VALOR DO PROCESSO: De harmonia com o disposto no artigo 306.º, n.ºs 1 e 2, do CPC, 97.º-A, n.º 1, alínea a), do CPPT e 3.º, n.º 2, do Regulamento de Custas nos Processos de Arbitragem Tributária, fixa-se ao processo o valor de € 196 350,00 (cento e noventa e seis mil, trezentos e cinquenta).
CUSTAS: Calculadas de acordo com o artigo 4.º do Regulamento de Custas nos Processos de Arbitragem Tributária e da Tabela I a ele anexa, no valor de € 3 672,00 (três mil, seiscentos e setenta e dois euros), a cargo da Autoridade Tributária e Aduaneira.
Notifique-se.
Lisboa,19 de março de 2024.
Os Árbitros,
Fernando Araújo
(Presidente)
Mariana Vargas
(Vogal)
Ana Rita do Livramento Chacim
(Vogal)
Texto elaborado em computador.
A redação da presente decisão rege-se pelo acordo ortográfico de 1990.
[1] Cfr., a título exemplificativo, o Acórdão do Supremo Tribunal Administrativo, de 05/04/2017, processo n.º 0399/15: “I - A AT, porque está sujeita ao princípio da legalidade (cfr. art. 266.º, n.º 2, da CRP e art. 55.º da LGT), não pode deixar de aplicar uma norma com fundamento em inconstitucionalidade, a menos que o Tribunal Constitucional já tenha declarada a inconstitucionalidade da mesma com força obrigatória geral (cfr. art. 281.º da CRP) ou se esteja perante o desrespeito por normas constitucionais directamente aplicáveis e vinculativas, como as que se referem a direitos, liberdades e garantias (cfr. art. 18.º, n.º 1, da CRP).
II - Para efeitos de pagamento de juros indemnizatórios ao contribuinte ao abrigo do art. 43.º da LGT, não pode ser assacado aos serviços da AT qualquer erro que, por si, tenha determinado o pagamento de dívida tributária em montante superior ao legalmente devido, se não estava na sua disponibilidade decidir de modo diferente daquele que decidiu.”.
[2] Acórdão do Supremo Tribunal Administrativo de 08/02/2017, processo n.º 0678/16.
[3] Cfr. o Acórdão do Supremo Tribunal Administrativo de 13/01/2021, processo n.º 0735/19.4BEBRG.
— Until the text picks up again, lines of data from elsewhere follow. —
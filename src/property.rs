//! Minimal host object layer: named [`Properties`], path observers and change notification.
//!
//! Arrays publish their changes through the synthetic keys [`LENGTH_KEY`], [`CONTENT_KEY`],
//! [`FIRST_OBJECT_KEY`], [`LAST_OBJECT_KEY`] and [`EACH_KEY`]; anything observing those keys
//! goes through [`add_observer`] like any other property.
use super::{
    array::{ArrayAccess, ArrayEntity},
    computed, each,
    error::ArrayError,
    path::{EACH_KEY, PathKind, PropertyPath},
    utils::{debug, error, release},
    value::Value,
};
use bevy_derive::Deref;
use bevy_ecs::{prelude::*, system::SystemId};
use bevy_platform::{collections::HashMap, prelude::*};

/// Published when an array's element count changes.
pub const LENGTH_KEY: &str = "length";
/// Published after every change bracket, since content identity changed regardless of length.
pub const CONTENT_KEY: &str = "[]";
#[allow(missing_docs)]
pub const FIRST_OBJECT_KEY: &str = "firstObject";
#[allow(missing_docs)]
pub const LAST_OBJECT_KEY: &str = "lastObject";

/// [`Component`] holding the plain named values of an object [`Entity`].
#[derive(Component, Default, Clone, Debug, PartialEq)]
pub struct Properties(HashMap<String, Value>);

impl Properties {
    #[allow(missing_docs)]
    pub fn new() -> Self {
        Self::default()
    }

    /// Builder-style [`.insert`](Self::insert).
    pub fn with(mut self, key: impl Into<String>, value: impl Into<Value>) -> Self {
        self.insert(key, value);
        self
    }

    #[allow(missing_docs)]
    pub fn get(&self, key: &str) -> Option<&Value> {
        self.0.get(key)
    }

    /// Sets `key` without notifying anyone, returning the previous value.
    pub fn insert(&mut self, key: impl Into<String>, value: impl Into<Value>) -> Option<Value> {
        self.0.insert(key.into(), value.into())
    }
}

impl<K: Into<String>, V: Into<Value>> FromIterator<(K, V)> for Properties {
    fn from_iter<I: IntoIterator<Item = (K, V)>>(iter: I) -> Self {
        Self(iter.into_iter().map(|(key, value)| (key.into(), value.into())).collect())
    }
}

/// Input of property observer systems: the object the observer was registered on and the path
/// it registered.
#[derive(Clone, Debug, PartialEq, Eq)]
pub struct PropertyChange {
    #[allow(missing_docs)]
    pub object: Entity,
    #[allow(missing_docs)]
    pub path: String,
}

/// What happens when a tapped key changes.
#[derive(Clone, Copy, Debug, PartialEq, Eq)]
pub(crate) enum Tap {
    /// Run the callback of a path observer.
    Fire(Entity),
    /// An intermediate hop of a path observer changed; re-link it, then fire.
    Relink(Entity),
    /// An element of an `@each` proxy changed the tapped key.
    Relay(Entity),
}

#[derive(Component, Default)]
pub(crate) struct PropertyTaps(HashMap<String, Vec<Tap>>);

pub(crate) fn add_tap(world: &mut World, object: Entity, key: &str, tap: Tap) {
    let Ok(mut entity) = world.get_entity_mut(object) else {
        return;
    };
    if let Some(mut taps) = entity.get_mut::<PropertyTaps>() {
        taps.0.entry(key.into()).or_default().push(tap);
    } else {
        let mut taps = PropertyTaps::default();
        taps.0.insert(key.into(), vec![tap]);
        entity.insert(taps);
    }
}

pub(crate) fn remove_tap(world: &mut World, object: Entity, key: &str, tap: Tap) {
    if let Some(mut taps) = world.get_mut::<PropertyTaps>(object)
        && let Some(list) = taps.0.get_mut(key)
        && let Some(position) = list.iter().position(|existing| *existing == tap)
    {
        list.remove(position);
        if list.is_empty() {
            taps.0.remove(key);
        }
    }
}

/// Number of taps registered on `key` of `object`, mostly useful to assert nothing leaks.
pub fn tap_count(world: &World, object: Entity, key: &str) -> usize {
    world
        .get::<PropertyTaps>(object)
        .and_then(|taps| taps.0.get(key))
        .map(Vec::len)
        .unwrap_or(0)
}

struct Installed {
    object: Entity,
    key: String,
    tap: Tap,
    watching: Option<Entity>,
}
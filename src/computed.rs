//! Cached properties recomputed lazily after any of their dependent paths change.
use super::{
    error::ArrayError,
    property::{ObserverHandle, PropertyChange, add_observer, notify_property_change},
    utils::{error, release},
    value::Value,
};
use bevy_ecs::{prelude::*, system::SystemId};
use bevy_platform::{collections::HashMap, prelude::*};

struct ComputedSlot {
    getter: SystemId<In<Entity>, Value>,
    cache: Option<Value>,
    dependents: Vec<ObserverHandle>,
}

impl ComputedSlot {
    fn teardown(self, world: &mut World) {
        for handle in self.dependents {
            handle.cleanup(world);
        }
        release(world, self.getter);
    }
}

/// [`Component`] holding the computed properties defined on an object.
#[derive(Component, Default)]
pub struct ComputedProperties(HashMap<String, ComputedSlot>);

impl ComputedProperties {
    /// Whether `key` currently holds a cached value.
    pub fn is_cached(&self, key: &str) -> bool {
        self.0.get(key).is_some_and(|slot| slot.cache.is_some())
    }
}

/// Defines `key` on `object` as the output of `getter`, cached until any of `dependent_paths`
/// changes, at which point the cache is dropped and observers of `key` are notified.
///
/// Redefining `key` tears down the previous definition.
pub fn define_computed<M>(
    world: &mut World,
    object: Entity,
    key: &str,
    dependent_paths: &[&str],
    getter: impl IntoSystem<In<Entity>, Value, M> + 'static,
) -> Result<(), ArrayError> {
    let mut slot = ComputedSlot {
        getter: world.register_system(getter),
        cache: None,
        dependents: Vec::with_capacity(dependent_paths.len()),
    };
    for path in dependent_paths {
        let invalidated = String::from(key);
        let observed = add_observer(world, object, path, move |In(_): In<PropertyChange>, world: &mut World| {
            invalidate(world, object, &invalidated)
        });
        match observed {
            Ok(handle) => slot.dependents.push(handle),
            Err(error) => {
                slot.teardown(world);
                return Err(error);
            }
        }
    }
    let previous = match world.get_entity_mut(object) {
        Ok(mut entity) => match entity.get_mut::<ComputedProperties>() {
            Some(mut computed) => computed.0.insert(key.into(), slot),
            None => {
                let mut computed = ComputedProperties::default();
                computed.0.insert(key.into(), slot);
                entity.insert(computed);
                None
            }
        },
        Err(_) => Some(slot),
    };
    if let Some(previous) = previous {
        previous.teardown(world);
    }
    Ok(())
}

/// Drops the cached value of `key` and notifies its observers.
pub fn invalidate(world: &mut World, object: Entity, key: &str) {
    if let Some(mut computed) = world.get_mut::<ComputedProperties>(object)
        && let Some(slot) = computed.0.get_mut(key)
    {
        slot.cache = None;
    }
    notify_property_change(world, object, key);
}

/// Cached value of `key`, computing it if needed; [`None`] if `key` is not computed.
pub(crate) fn get(world: &mut World, object: Entity, key: &str) -> Option<Value> {
    let slot = world.get::<ComputedProperties>(object)?.0.get(key)?;
    if let Some(cached) = &slot.cache {
        return Some(cached.clone());
    }
    let getter = slot.getter;
    let value = match world.run_system_with(getter, object) {
        Ok(value) => value,
        Err(err) => {
            error!("failed to compute {} of {}: {}", key, object, err);
            return Some(Value::Null);
        }
    };
    if let Some(mut computed) = world.get_mut::<ComputedProperties>(object)
        && let Some(slot) = computed.0.get_mut(key)
    {
        slot.cache = Some(value.clone());
    }
    Some(value)
}

pub(crate) fn peek(world: &World, object: Entity, key: &str) -> Option<Value> {
    world
        .get::<ComputedProperties>(object)
        .and_then(|computed| computed.0.get(key))
        .and_then(|slot| slot.cache.clone())
}
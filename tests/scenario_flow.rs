use std::fs;
use std::path::PathBuf;

use scenario_ev::aggregate::{AggregateOptions, aggregate};
use scenario_ev::dataset::{
    Dataset, DatasetFilter, HistoricalMatch, MatchOdds, MatchRecord, load_json,
};
use scenario_ev::ev::{BetMode, EvOptions, Market, MarketOdds, compute_ev};
use scenario_ev::label::Label;
use scenario_ev::projection::Side;
use scenario_ev::scenario::{LiveScenario, match_scenario};

fn fixture_path(name: &str) -> PathBuf {
    let mut path = PathBuf::from(env!("CARGO_MANIFEST_DIR"));
    path.push("tests");
    path.push("fixtures");
    path.push(name);
    path
}

fn competitive(home: &[u16], away: &[u16]) -> HistoricalMatch {
    HistoricalMatch::new(MatchRecord {
        league: "Test League".to_string(),
        home_goals: home.len() as u8,
        away_goals: away.len() as u8,
        home_goal_minutes: home.to_vec(),
        away_goal_minutes: away.to_vec(),
        odds: MatchOdds {
            home: Some(2.4),
            draw: Some(3.1),
            away: Some(2.9),
            ..MatchOdds::default()
        },
        ..MatchRecord::default()
    })
}

/// 10 SuperCompetitive matches: 6 at 1-0 on the hour, 4 of which see a later goal.
fn ten_match_dataset() -> Dataset {
    Dataset::new(vec![
        competitive(&[10, 70], &[]),
        competitive(&[22], &[61]),
        competitive(&[35, 80, 95], &[]),
        competitive(&[5], &[88]),
        competitive(&[44], &[]),
        competitive(&[59], &[]),
        competitive(&[], &[30]),
        competitive(&[20, 40], &[]),
        competitive(&[], &[]),
        competitive(&[65], &[]),
    ])
}

#[test]
fn end_to_end_post_cut_goal_rate() {
    let dataset = ten_match_dataset();
    assert!(dataset.matches().iter().all(|m| m.label() == Label::SuperCompetitive));

    let scenario = LiveScenario::new(Label::SuperCompetitive, 60, 1, 0).expect("valid scenario");
    let set = match_scenario(dataset.matches(), &scenario);
    assert_eq!(set.len(), 6);
    assert_eq!(set.examined, 10);

    let stats = aggregate(&set, &AggregateOptions::default());
    assert_eq!(stats.sample_size, 6);
    assert_eq!(stats.goal_after_cut.count, 4);
    assert_eq!(stats.goal_after_cut.denominator, 6);
    assert!((stats.goal_after_cut.pct - 66.666_666).abs() < 1e-3);

    // Extra goals beyond 1-0: 1, 1, 2, 1, 0, 0.
    let over_05 = stats.over_under_line(0.5).expect("0.5 line");
    assert_eq!(over_05.over.count, 4);
    let over_15 = stats.over_under_line(1.5).expect("1.5 line");
    assert_eq!(over_15.over.count, 1);
    assert_eq!(over_15.under.count, 5);

    // Post-cut goals 61 and 70 fall in (60,75]; 80, 88 and a clamped 95 in (75,90].
    assert_eq!(stats.time_bands.total_goals, 5);
    assert_eq!(stats.time_bands.bands[4].total, 2);
    assert_eq!(stats.time_bands.bands[5].total, 3);

    assert_eq!(stats.perspective, Side::Home);
    assert_eq!(stats.first_goal_after_cut.base, 4);
    assert_eq!(stats.first_goal_after_cut.perspective_first.count, 2);

    let scoreline_pct: f64 = stats.scorelines.top.iter().map(|r| r.share.pct).sum::<f64>()
        + stats.scorelines.other.pct;
    assert!((scoreline_pct - 100.0).abs() < 1e-9);
}

#[test]
fn ev_recommendation_requires_sample() {
    let dataset = ten_match_dataset();
    let scenario = LiveScenario::new(Label::SuperCompetitive, 60, 1, 0).expect("valid scenario");
    let stats = aggregate(
        &match_scenario(dataset.matches(), &scenario),
        &AggregateOptions::default(),
    );
    let prices: Vec<MarketOdds> = ["goal=2.0", "over1.5=3.0", "draw=3.5"]
        .iter()
        .map(|raw| raw.parse().expect("valid price"))
        .collect();

    let strict = compute_ev(&stats, &prices, &EvOptions::default());
    let best = strict.best.as_ref().expect("best row");
    assert_eq!(best.market, Market::GoalAfterCut);
    assert!(best.value);
    assert!(!strict.sufficient_sample);
    assert!(strict.recommendation.is_none());

    let relaxed = compute_ev(
        &stats,
        &prices,
        &EvOptions {
            min_sample: 5,
            ..EvOptions::default()
        },
    );
    let rec = relaxed.recommendation.expect("recommendation");
    assert_eq!(rec.market, Market::GoalAfterCut);
    assert!((rec.ev - (4.0 / 6.0 * 2.0 - 1.0)).abs() < 1e-12);
}

#[test]
fn live_correct_score_is_priced_beyond_displayed_rows() {
    const HOME: [u16; 3] = [20, 40, 60];
    const AWAY: [u16; 3] = [30, 50, 70];
    let mut records = Vec::new();
    for ((h, a), times) in [
        ((0, 0), 4),
        ((1, 0), 4),
        ((0, 1), 4),
        ((1, 1), 4),
        ((2, 0), 4),
        ((0, 2), 4),
        ((2, 1), 3),
        ((3, 3), 3),
    ] {
        for _ in 0..times {
            records.push(competitive(&HOME[..h], &AWAY[..a]));
        }
    }
    let dataset = Dataset::new(records);
    let scenario = LiveScenario::new(Label::SuperCompetitive, 5, 0, 0).expect("valid scenario");
    let stats = aggregate(
        &match_scenario(dataset.matches(), &scenario),
        &AggregateOptions::default(),
    );
    assert_eq!(stats.sample_size, 30);
    assert!(stats.scorelines.top.iter().all(|r| r.scoreline != "2-1"));

    let prices: Vec<MarketOdds> = vec!["cs2-1=5.0".parse().expect("valid price")];
    let report = compute_ev(
        &stats,
        &prices,
        &EvOptions {
            mode: BetMode::Lay,
            min_sample: 20,
            ..EvOptions::default()
        },
    );
    let row = &report.rows[0];
    assert!((row.probability - 0.1).abs() < 1e-12);
    assert!((row.ev - 0.125).abs() < 1e-12);
}

#[test]
fn lay_mode_prices_the_complement() {
    let dataset = ten_match_dataset();
    let scenario = LiveScenario::new(Label::SuperCompetitive, 60, 1, 0).expect("valid scenario");
    let stats = aggregate(
        &match_scenario(dataset.matches(), &scenario),
        &AggregateOptions::default(),
    );
    let prices = vec![MarketOdds {
        market: Market::Over(1.5),
        odds: 3.0,
    }];
    let report = compute_ev(
        &stats,
        &prices,
        &EvOptions {
            mode: BetMode::Lay,
            min_sample: 1,
            ..EvOptions::default()
        },
    );
    let row = &report.rows[0];
    // p = 1/6, stake 0.5 per unit of liability.
    assert!((row.ev - (5.0 / 6.0 * 0.5 - 1.0 / 6.0)).abs() < 1e-12);
    assert!(report.recommendation.is_some());
}

#[test]
fn empty_scenario_is_all_zero() {
    let dataset = ten_match_dataset();
    let scenario = LiveScenario::new(Label::HomeStrongFavorite, 30, 0, 0).expect("valid scenario");
    let set = match_scenario(dataset.matches(), &scenario);
    assert!(set.is_empty());
    let stats = aggregate(&set, &AggregateOptions::default());
    assert_eq!(stats.goal_after_cut.pct, 0.0);
    assert!(stats.over_under.iter().all(|l| l.over.pct == 0.0 && l.under.pct == 0.0));
    assert!(stats.scorelines.top.is_empty());
    assert_eq!(stats.scorelines.other.pct, 0.0);
    assert!(stats.time_bands.bands.iter().all(|b| b.share_of_goals.pct == 0.0));

    let prices = vec![MarketOdds {
        market: Market::Over(0.5),
        odds: 1.5,
    }];
    let report = compute_ev(&stats, &prices, &EvOptions::default());
    assert_eq!(report.sample_size, 0);
    assert!(report.recommendation.is_none());
}

#[test]
fn json_fixture_loads_and_filters() {
    let matches = load_json(&fixture_path("historical_matches.json")).expect("fixture loads");
    assert_eq!(matches.len(), 5);
    let dataset = Dataset::new(matches);
    assert_eq!(dataset.leagues().len(), 2);
    assert_eq!(
        dataset.seasons("italy serie a"),
        vec!["2023/2024".to_string(), "2022/2023".to_string()]
    );

    let filter = DatasetFilter {
        seasons: vec!["2023/2024".to_string()],
        ..DatasetFilter::league("Italy Serie A")
    };
    let scoped: Vec<&HistoricalMatch> = dataset.filter(&filter).collect();
    assert_eq!(scoped.len(), 3);

    let lazio = &dataset.matches()[0];
    assert_eq!(lazio.label(), Label::SuperCompetitive);
    assert_eq!(lazio.odds.over_line(2.5), Some(2.05));
    let scenario = LiveScenario::from_odds(2.6, 2.8, 60, "1-1").expect("valid scenario");
    let set = match_scenario(dataset.filter(&filter), &scenario);
    assert_eq!(set.len(), 1);
    assert_eq!(set.matches[0].state.post_cut.len(), 1);
}

#[test]
fn fixture_file_is_valid_json_array() {
    let raw = fs::read_to_string(fixture_path("historical_matches.json"))
        .expect("fixture file should be readable");
    let value: serde_json::Value = serde_json::from_str(&raw).expect("valid json");
    assert!(value.is_array());
}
[4] Cfr. o Acórdão do Pleno da Secção de Contencioso Tributário do Supremo Tribunal Administrativo de 22/11/2023, processo n.º 0125/23.4BALSB, em que esteve em causa uma situação de retenções na fonte de IRC em violação do direito da UE.
[5] Cfr. neste sentido, entre outros, o Acórdão do Pleno da Secção de Contencioso Tributário do Supremo Tribunal
Administrativo de 11/12/2019, processo 058/19.9BALSB: “Pedida pelo sujeito passivo a revisão oficiosa do ato de liquidação (cfr. art. 78.º, n.º 1, da LGT) e vindo o ato a ser anulado (parcialmente), mesmo que em impugnação judicial do indeferimento daquela revisão, os juros indemnizatórios são devidos depois de decorrido um ano após a apresentação daquele pedido, e não desde a data do indeferimento tácito do pedido de revisão oficiosa apresentado [cfr. art. 43.º, n.ºs 1 e 3, alínea c), da LGT].”